De toute façon, d’enfant, pauvre bûcheronne et pauvre bûcheron n’en ont pas : une bouche de moins à nourrir pour lui pauvre bûcheron, une douloureuse absence pour elle. Mais en ces heures où gronde au loin la guerre, pauvre bûcheron et pauvre bûcheronne n’ont pas de temps à perdre à imaginer une autre vie, tout occupés qu’ils sont à juste survivre d’un jour à l’autre. C’est dans cette quête perpétuelle que pauvre bûcheronne voit passer les trains, ceux qui mènent on ne sait où, ceux dont la marchandise est incertaine. C’est de l’un deux que lui sera offerte une précieuse marchandise, la plus précieuse des marchandises – de celles qui changent à jamais une vie, qui redonnent le goût de tout et surtout celui de réinventer chaque jour. Alors oui parfois, on peut abandonner son enfant, pour le sauver ou espérer tout au moins que la mort que l’on pressent l’épargnera. Et quand, dans ce wagon qui roule vers la mort, un père prend au hasard un de ses jumeaux avec la folle idée de le laisser tomber du train, il ne sait s’il le sauve ou l’achève. Mais la graine d’espoir qu’il se fiche en plein cœur avec ce geste fou, contre malheurs et atrocités, ne cessera jamais de pousser et de l’habiter et tel un tuteur, de le tenir droit alors que le monde autour de lui bascule.

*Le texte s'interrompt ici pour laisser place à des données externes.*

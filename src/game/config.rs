use serde::{Deserialize, Serialize};
use std::path::Path;
use std::time::Duration;

use super::board::Cell;
use super::error::ConfigError;

/// Configuration for the game
///
/// Extents and the start point are given in units; the grid is the lattice of
/// whole `step_size` steps inside them.
#[derive(Debug, Clone, PartialEq, Serialize, Deserialize)]
#[serde(default)]
pub struct GameConfig {
    /// Height of the play field in units
    pub board_height: u32,
    /// Width of the play field in units
    pub board_width: u32,
    /// Size of one movement step in units
    pub step_size: u32,
    /// Maximum wait per input poll, also the minimum spacing between ticks
    pub tick_interval_ms: u64,
    /// Vertical start point of the snake in units
    pub start_y: u32,
    /// Horizontal start point of the snake in units
    pub start_x: u32,
    /// Number of (initially overlapping) segments the snake starts with
    pub initial_snake_length: usize,
    /// Random draws the food spawner makes before enumerating empty cells
    pub spawn_attempts: usize,
    /// Fixed RNG seed for reproducible food placement
    pub seed: Option<u64>,
}

impl Default for GameConfig {
    fn default() -> Self {
        Self {
            board_height: 600,
            board_width: 810,
            step_size: 30,
            tick_interval_ms: 60,
            start_y: 300,
            start_x: 60,
            initial_snake_length: 3,
            spawn_attempts: 64,
            seed: None,
        }
    }
}

impl GameConfig {
    /// Create a step-1 configuration with the given number of cells
    pub fn grid(rows: u32, cols: u32) -> Self {
        Self {
            board_height: rows,
            board_width: cols,
            step_size: 1,
            start_y: rows / 2,
            start_x: cols / 2,
            ..Default::default()
        }
    }

    /// Parse a TOML document; missing keys keep their defaults
    pub fn from_toml_str(text: &str) -> Result<Self, ConfigError> {
        let config: Self = toml::from_str(text)?;
        config.validate()?;
        Ok(config)
    }

    /// Read and parse a TOML config file
    pub fn load(path: impl AsRef<Path>) -> Result<Self, ConfigError> {
        let text = std::fs::read_to_string(path)?;
        Self::from_toml_str(&text)
    }

    pub fn validate(&self) -> Result<(), ConfigError> {
        if self.step_size == 0 {
            return Err(ConfigError::ZeroStepSize);
        }
        // Seed segments overlap on one cell, so food needs only one more.
        if self.rows() * self.cols() < 2 {
            return Err(ConfigError::GridTooSmall {
                rows: self.rows(),
                cols: self.cols(),
            });
        }
        if self.initial_snake_length == 0 {
            return Err(ConfigError::ZeroSnakeLength);
        }
        if self.spawn_attempts == 0 {
            return Err(ConfigError::ZeroSpawnAttempts);
        }
        Ok(())
    }

    /// Number of grid rows
    pub fn rows(&self) -> usize {
        (self.board_height / self.step_size.max(1)) as usize
    }

    /// Number of grid columns
    pub fn cols(&self) -> usize {
        (self.board_width / self.step_size.max(1)) as usize
    }

    /// Start point snapped to the lattice and kept inside the grid
    pub fn start_cell(&self) -> Cell {
        let step = self.step_size.max(1);
        let row = (self.start_y / step) as usize % self.rows().max(1);
        let col = (self.start_x / step) as usize % self.cols().max(1);
        Cell::new(row as i32, col as i32)
    }

    pub fn tick_interval(&self) -> Duration {
        Duration::from_millis(self.tick_interval_ms)
    }
}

Voilà un tout petit livre qui fait partie pour moi des grands, de ceux que l’on a envie de garder toujours auprès de soi, d’offrir, de relire, de connaître par cœur tant Jean-Claude Grumberg a réussi là un coup de maître. Utilisant les codes du conte, il livre l’horreur de cette guerre qui a englouti des millions de « sans-coeurs » dans son lit de haine. Les personnages prennent une incroyable densité malgré la distance créée par leur absence de nom et l’on est envahi par l’empathie envers ce pauvre bûcheron qui tout bougon qu’il est et tout empêtré dans ses croyances voit son coeur chaviré et ses convictions balayées en un simple geste. La plus précieuse des marchandises dit en un texte court et intense comment parfois de l’indicible peut naître le bonheur et à quoi on est prêt pour préserver l’amour quand on l’a approché. Un récit qui, loin de toute mièvrerie, laisse percer une trouée de lumière dans les ténèbres de l’Histoire.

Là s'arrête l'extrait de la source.